** Task brief **
Beginning with the first line of the entries below, quote each line until you reach and include the line with "pub use error::BuildError;".
╭──
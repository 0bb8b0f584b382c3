//! Fluent construction of a [`SessionController`].
//!
//! The builder gathers the controller's collaborators (storage backend,
//! clock, random source, help launcher) and the [`CalmlyConfig`] values, then
//! validates them in [`ControllerBuilder::build`].

pub mod error;
pub mod macros;

pub use error::BuildError;

use crate::clock::{Clock, SystemClock};
use crate::config::CalmlyConfig;
use crate::core::Screen;
use crate::help::{BrowserLauncher, HelpLauncher};
use crate::schedule::Scheduler;
use crate::session::{ScreenTrail, Session, SessionController, TransitionTable};
use crate::store::{FileBackend, HistoryStore, KeyValueBackend};
use rand::rngs::StdRng;
use rand::{RngCore, SeedableRng};

/// Builder for [`SessionController`].
///
/// # Example
///
/// ```
/// use calmly::builder::ControllerBuilder;
/// use calmly::core::{MoodId, Screen};
/// use calmly::help::RecordingLauncher;
/// use calmly::store::MemoryBackend;
///
/// let mut controller = ControllerBuilder::new()
///     .backend(MemoryBackend::new())
///     .launcher(RecordingLauncher::new())
///     .build()
///     .unwrap();
///
/// controller.pick_mood(MoodId::Okay).unwrap();
/// assert_eq!(controller.screen(), Screen::Support);
/// ```
pub struct ControllerBuilder<B: KeyValueBackend> {
    backend: Option<B>,
    config: CalmlyConfig,
    rng: Option<Box<dyn RngCore + Send>>,
    clock: Option<Box<dyn Clock>>,
    launcher: Option<Box<dyn HelpLauncher>>,
}

impl<B: KeyValueBackend> ControllerBuilder<B> {
    pub fn new() -> Self {
        Self {
            backend: None,
            config: CalmlyConfig::default(),
            rng: None,
            clock: None,
            launcher: None,
        }
    }

    /// Set the storage backend (required).
    pub fn backend(mut self, backend: B) -> Self {
        self.backend = Some(backend);
        self
    }

    pub fn config(mut self, config: CalmlyConfig) -> Self {
        self.config = config;
        self
    }

    /// Random source for affirmation draws. Defaults to an entropy-seeded
    /// [`StdRng`].
    pub fn rng(mut self, rng: impl RngCore + Send + 'static) -> Self {
        self.rng = Some(Box::new(rng));
        self
    }

    /// Timestamp source for saved entries. Defaults to [`SystemClock`].
    pub fn clock(mut self, clock: impl Clock + 'static) -> Self {
        self.clock = Some(Box::new(clock));
        self
    }

    /// Urgent-help opener. Defaults to [`BrowserLauncher`].
    pub fn launcher(mut self, launcher: impl HelpLauncher + 'static) -> Self {
        self.launcher = Some(Box::new(launcher));
        self
    }

    /// Validate the configuration, load history and return a controller on
    /// the Home screen.
    pub fn build(self) -> Result<SessionController<B>, BuildError> {
        let backend = self.backend.ok_or(BuildError::MissingBackend)?;
        let config = self.config;

        if config.history_capacity == 0 {
            return Err(BuildError::ZeroCapacity);
        }
        if config.chart_window == 0 {
            return Err(BuildError::ZeroChartWindow);
        }
        if config.storage_key.trim().is_empty() {
            return Err(BuildError::EmptyStorageKey);
        }
        for (field, seconds) in [
            ("breathing_seconds", u64::from(config.breathing_seconds)),
            ("breathing_phase_seconds", config.breathing_phase_seconds),
            ("meditation_seconds", u64::from(config.meditation_seconds)),
        ] {
            if seconds == 0 {
                return Err(BuildError::ZeroDuration { field });
            }
        }

        let store = HistoryStore::open(
            backend,
            config.storage_key.clone(),
            config.history_capacity,
        );
        tracing::debug!(
            help_url = %config.help_url,
            chart_window = config.chart_window,
            "Controller built"
        );

        Ok(SessionController {
            screen: Screen::default(),
            session: Session::new(),
            runner: None,
            scheduler: Scheduler::new(),
            table: TransitionTable::check_in(),
            store,
            trail: ScreenTrail::new(),
            settings: config.exercise_settings(),
            chart_window: config.chart_window,
            help_url: config.help_url,
            rng: self.rng.unwrap_or_else(|| Box::new(StdRng::from_entropy())),
            clock: self.clock.unwrap_or_else(|| Box::new(SystemClock)),
            launcher: self.launcher.unwrap_or_else(|| Box::new(BrowserLauncher)),
        })
    }
}

impl ControllerBuilder<FileBackend> {
    /// Builder storing history under the config's data directory.
    pub fn file_backed(config: CalmlyConfig) -> Result<Self, BuildError> {
        let backend = FileBackend::open(config.resolved_data_dir())?;
        Ok(Self::new().backend(backend).config(config))
    }
}

impl<B: KeyValueBackend> Default for ControllerBuilder<B> {
    fn default() -> Self {
        Self::new()
    }
}

#[cfg(test)]
mod tests {
    use super::*;
    use crate::core::MoodId;
    use crate::store::MemoryBackend;

    fn base() -> ControllerBuilder<MemoryBackend> {
        ControllerBuilder::new()
            .backend(MemoryBackend::new())
            .launcher(crate::help::RecordingLauncher::new())
    }

    #[test]
    fn build_requires_backend() {
        let result = ControllerBuilder::<MemoryBackend>::new().build();
        assert!(matches!(result, Err(BuildError::MissingBackend)));
    }

    #[test]
    fn build_rejects_zero_capacity() {
        let config = CalmlyConfig {
            history_capacity: 0,
            ..CalmlyConfig::default()
        };
        assert!(matches!(
            base().config(config).build(),
            Err(BuildError::ZeroCapacity)
        ));
    }

    #[test]
    fn build_rejects_zero_chart_window() {
        let config = CalmlyConfig {
            chart_window: 0,
            ..CalmlyConfig::default()
        };
        assert!(matches!(
            base().config(config).build(),
            Err(BuildError::ZeroChartWindow)
        ));
    }

    #[test]
    fn build_rejects_blank_key() {
        let config = CalmlyConfig {
            storage_key: "  ".into(),
            ..CalmlyConfig::default()
        };
        assert!(matches!(
            base().config(config).build(),
            Err(BuildError::EmptyStorageKey)
        ));
    }

    #[test]
    fn build_rejects_zero_exercise_durations() {
        let phase = CalmlyConfig {
            breathing_phase_seconds: 0,
            ..CalmlyConfig::default()
        };
        assert!(matches!(
            base().config(phase).build(),
            Err(BuildError::ZeroDuration {
                field: "breathing_phase_seconds"
            })
        ));

        let breathing = CalmlyConfig {
            breathing_seconds: 0,
            ..CalmlyConfig::default()
        };
        assert!(matches!(
            base().config(breathing).build(),
            Err(BuildError::ZeroDuration {
                field: "breathing_seconds"
            })
        ));

        let meditation = CalmlyConfig {
            meditation_seconds: 0,
            ..CalmlyConfig::default()
        };
        assert!(matches!(
            base().config(meditation).build(),
            Err(BuildError::ZeroDuration {
                field: "meditation_seconds"
            })
        ));
    }

    #[test]
    fn built_controller_starts_home() {
        let controller = base().build().unwrap();
        assert_eq!(controller.screen(), Screen::Home);
        assert!(controller.history().is_empty());
    }

    #[test]
    fn custom_key_is_used_for_loading() {
        let payload = r#"[{"ts":"2024-05-01T10:00:00.000Z","mood":"happy","value":4}]"#;
        let config = CalmlyConfig {
            storage_key: "other".into(),
            ..CalmlyConfig::default()
        };
        let controller = ControllerBuilder::new()
            .backend(MemoryBackend::new().with_value("other", payload))
            .config(config)
            .launcher(crate::help::RecordingLauncher::new())
            .build()
            .unwrap();

        let newest = controller.history().newest().map(|e| e.mood);
        assert_eq!(newest, Some(MoodId::Happy));
    }

    #[test]
    fn file_backed_builder_uses_data_dir() {
        let dir = tempfile::tempdir().unwrap();
        let config = CalmlyConfig {
            data_dir: Some(dir.path().to_path_buf()),
            ..CalmlyConfig::default()
        };
        let controller = ControllerBuilder::file_backed(config)
            .unwrap()
            .launcher(crate::help::RecordingLauncher::new())
            .build()
            .unwrap();

        assert_eq!(controller.store().backend().dir(), dir.path());
    }
}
╰──
** Answer section **
repository 0bb8b0f584b382c3
//! Fluent construction of a [`SessionController`].
//!
//! The builder gathers the controller's collaborators (storage backend,
//! clock, random source, help launcher) and the [`CalmlyConfig`] values, then
//! validates them in [`ControllerBuilder::build`].

pub mod error;
pub mod macros;

pub use error::BuildError;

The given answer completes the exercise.